Stored data entries:
■ ■ ■

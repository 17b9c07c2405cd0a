//! Active dataview per block, kept out of details.

use std::collections::BTreeMap;

use super::{SpaceIndex, ACTIVE_VIEWS};
use crate::error::{EngineError, Result};

/// Packs `block:view` pairs separated by commas.
pub fn pack_views(views: &BTreeMap<String, String>) -> String {
    views
        .iter()
        .map(|(block, view)| format!("{block}:{view}"))
        .collect::<Vec<_>>()
        .join(",")
}

/// Every entry must hold exactly one `:`. Either side may be empty.
pub fn parse_views(raw: &str) -> Result<BTreeMap<String, String>> {
    if raw.is_empty() {
        return Ok(BTreeMap::new());
    }
    raw.split(',')
        .map(|entry| {
            let (block, view) = entry
                .split_once(':')
                .filter(|(_, view)| !view.contains(':'))
                .ok_or_else(|| EngineError::ParseView(entry.to_string()))?;
            Ok((block.to_string(), view.to_string()))
        })
        .collect()
}

impl SpaceIndex {
    pub fn set_active_view(&self, object_id: &str, block_id: &str, view_id: &str) -> Result<()> {
        self.kv.write(|w| {
            let mut views = match w.get(ACTIVE_VIEWS, object_id.as_bytes())? {
                Some(raw) => parse_views(&String::from_utf8_lossy(&raw))?,
                None => BTreeMap::new(),
            };
            views.insert(block_id.to_string(), view_id.to_string());
            w.put(ACTIVE_VIEWS, object_id.as_bytes(), pack_views(&views).as_bytes())
        })
    }

    /// Replaces every active view of the object.
    pub fn set_active_views(&self, object_id: &str, views: &BTreeMap<String, String>) -> Result<()> {
        self.kv.put(ACTIVE_VIEWS, object_id.as_bytes(), pack_views(views).as_bytes())
    }

    pub fn get_active_views(&self, object_id: &str) -> Result<BTreeMap<String, String>> {
        match self.kv.get(ACTIVE_VIEWS, object_id.as_bytes())? {
            Some(raw) => parse_views(&String::from_utf8_lossy(&raw)),
            None => Ok(BTreeMap::new()),
        }
    }
}

#[cfg(test)]
mod tests {
    use super::*;
    use crate::spaceindex::tests::Fixture;

    #[test]
    fn test_pack_parse_with_empty_sides() {
        let views: BTreeMap<String, String> = [("blk1", "view1"), ("", "view2"), ("blk3", "")]
            .into_iter()
            .map(|(b, v)| (b.to_string(), v.to_string()))
            .collect();
        let packed = pack_views(&views);
        assert_eq!(packed, ":view2,blk1:view1,blk3:");
        assert_eq!(parse_views(&packed).unwrap(), views);
    }

    #[test]
    fn test_malformed_entries_rejected() {
        assert!(matches!(parse_views("blk1view1"), Err(EngineError::ParseView(_))));
        assert!(matches!(parse_views("a:b,c"), Err(EngineError::ParseView(_))));
        assert!(matches!(parse_views("a:b:c"), Err(EngineError::ParseView(_))));
        assert!(parse_views("").unwrap().is_empty());
    }

    #[test]
    fn test_set_and_get() {
        let fx = Fixture::new("space1");
        fx.index.set_active_view("obj", "blk1", "v1").unwrap();
        fx.index.set_active_view("obj", "blk2", "v2").unwrap();
        fx.index.set_active_view("obj", "blk1", "v3").unwrap();
        let views = fx.index.get_active_views("obj").unwrap();
        assert_eq!(views.get("blk1").map(String::as_str), Some("v3"));
        assert_eq!(views.len(), 2);
        // Not part of details.
        assert!(fx.index.get_details("obj").unwrap().is_empty());

        fx.index.set_active_views("obj", &BTreeMap::new()).unwrap();
        assert!(fx.index.get_active_views("obj").unwrap().is_empty());
    }
}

■ ■ ■

- ACTIVITY:
The answer must be a single number: the count of lines above that contain the word "None".

- SOLVED PROBLEM:
2